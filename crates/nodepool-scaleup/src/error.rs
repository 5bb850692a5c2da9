//! Scale-up error types.

use nodepool_cloud::CloudError;
use thiserror::Error;

/// Errors that abort a scale-up call.
///
/// Per-node reclaim failures never show up here; they are logged and
/// the node is skipped.
#[derive(Debug, Error)]
pub enum ScaleUpError {
    #[error("node group {nodegroup}: {active} active nodes exceed the maximum of {max_nodes}, taking no action")]
    CeilingViolation {
        nodegroup: String,
        active: usize,
        max_nodes: usize,
    },

    #[error("node group {nodegroup}: adding {requested} nodes would breach the cloud maximum ({current_size}/{max_size})")]
    CapacityExceeded {
        nodegroup: String,
        requested: usize,
        current_size: usize,
        max_size: usize,
    },

    #[error("node group {nodegroup}: cloud resize failed: {source}")]
    Gateway {
        nodegroup: String,
        #[source]
        source: CloudError,
    },

    #[error("unknown node group: {0}")]
    UnknownGroup(String),
}

pub type ScaleUpResult<T> = Result<T, ScaleUpError>;

/// Errors from removing the quarantine marker from a single node.
#[derive(Debug, Clone, PartialEq, Eq, Error)]
pub enum QuarantineError {
    #[error("node api call for {node} failed: {reason}")]
    NodeApi { node: String, reason: String },

    #[error("node {0} carries no quarantine marker")]
    MarkerMissing(String),
}

pub type QuarantineResult<T> = Result<T, QuarantineError>;
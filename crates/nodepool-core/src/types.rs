//! Domain types shared across nodepool crates.
//!
//! These types describe the external view of cluster nodes and node
//! groups. All of them serialize to/from JSON so the daemon can load
//! cluster snapshots from disk.

use serde::{Deserialize, Serialize};

/// Unique identifier for a node in the cluster.
pub type NodeName = String;

/// Taint key marking a node as quarantined for removal.
pub const TO_BE_REMOVED_TAINT_KEY: &str = "nodepool.io/to-be-removed";

// ── Node ──────────────────────────────────────────────────────────

/// Scheduling effect of a taint.
#[derive(Debug, Clone, Copy, PartialEq, Eq, Serialize, Deserialize)]
pub enum TaintEffect {
    NoSchedule,
    PreferNoSchedule,
    NoExecute,
}

/// A key/value marker placed on a node.
#[derive(Debug, Clone, PartialEq, Eq, Serialize, Deserialize)]
pub struct Taint {
    pub key: String,
    pub value: String,
    pub effect: TaintEffect,
}

impl Taint {
    /// Build the quarantine taint, stamped with the time it was applied.
    pub fn to_be_removed(quarantined_at: u64) -> Self {
        Self {
            key: TO_BE_REMOVED_TAINT_KEY.to_string(),
            value: quarantined_at.to_string(),
            effect: TaintEffect::NoSchedule,
        }
    }
}

/// Minimal view of a cluster node.
#[derive(Debug, Clone, PartialEq, Eq, Serialize, Deserialize)]
pub struct Node {
    pub name: NodeName,
    /// Unix timestamp (seconds) when the node was created.
    pub created_at: u64,
    #[serde(default)]
    pub taints: Vec<Taint>,
}

impl Node {
    /// Create an untainted node.
    pub fn new(name: impl Into<String>, created_at: u64) -> Self {
        Self {
            name: name.into(),
            created_at,
            taints: Vec::new(),
        }
    }

    /// Return a copy of this node carrying the quarantine taint.
    pub fn quarantined(mut self, quarantined_at: u64) -> Self {
        self.taints.retain(|t| t.key != TO_BE_REMOVED_TAINT_KEY);
        self.taints.push(Taint::to_be_removed(quarantined_at));
        self
    }

    /// The quarantine taint, if present.
    pub fn quarantine_taint(&self) -> Option<&Taint> {
        self.taints.iter().find(|t| t.key == TO_BE_REMOVED_TAINT_KEY)
    }

    pub fn is_quarantined(&self) -> bool {
        self.quarantine_taint().is_some()
    }

    /// Drop the quarantine taint. Returns `true` if one was removed.
    pub fn clear_quarantine(&mut self) -> bool {
        let before = self.taints.len();
        self.taints.retain(|t| t.key != TO_BE_REMOVED_TAINT_KEY);
        self.taints.len() != before
    }
}

// ── Node group ────────────────────────────────────────────────────

/// Immutable per-group options, fixed at controller startup.
#[derive(Debug, Clone, PartialEq, Eq, Serialize, Deserialize)]
pub struct NodeGroupOptions {
    pub name: String,
    /// Lower bound on active nodes (enforced by the scale-down path).
    pub min_nodes: usize,
    /// Hard ceiling on active nodes; no scale-up may exceed it.
    pub max_nodes: usize,
    /// Effective simulation flag for this group.
    pub dry_mode: bool,
}

// ── Cluster snapshot ──────────────────────────────────────────────

/// Point-in-time view of one node group as seen by a scan cycle.
#[derive(Debug, Clone, PartialEq, Serialize, Deserialize)]
pub struct NodeGroupSnapshot {
    pub name: String,
    /// Current desired size reported by the cloud provider.
    pub cloud_size: usize,
    /// Maximum size accepted by the cloud provider.
    pub cloud_max_size: usize,
    /// Nodes the scan cycle wants added to this group.
    #[serde(default)]
    pub pending_delta: usize,
    #[serde(default)]
    pub nodes: Vec<Node>,
}

impl NodeGroupSnapshot {
    /// Split the group's nodes into (active, quarantined).
    pub fn partition(&self) -> (Vec<Node>, Vec<Node>) {
        self.nodes.iter().cloned().partition(|n| !n.is_quarantined())
    }
}

/// Snapshot of every node group in the cluster.
#[derive(Debug, Clone, PartialEq, Default, Serialize, Deserialize)]
pub struct ClusterSnapshot {
    pub node_groups: Vec<NodeGroupSnapshot>,
}

impl ClusterSnapshot {
    pub fn from_json(json: &str) -> serde_json::Result<Self> {
        serde_json::from_str(json)
    }

    pub fn group(&self, name: &str) -> Option<&NodeGroupSnapshot> {
        self.node_groups.iter().find(|g| g.name == name)
    }
}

◆ ◆ ◆

→ Task
Please go through the data and copy each line containing the word "CloudError".

→ Exercise response
use nodepool_cloud::CloudError;
        source: CloudError,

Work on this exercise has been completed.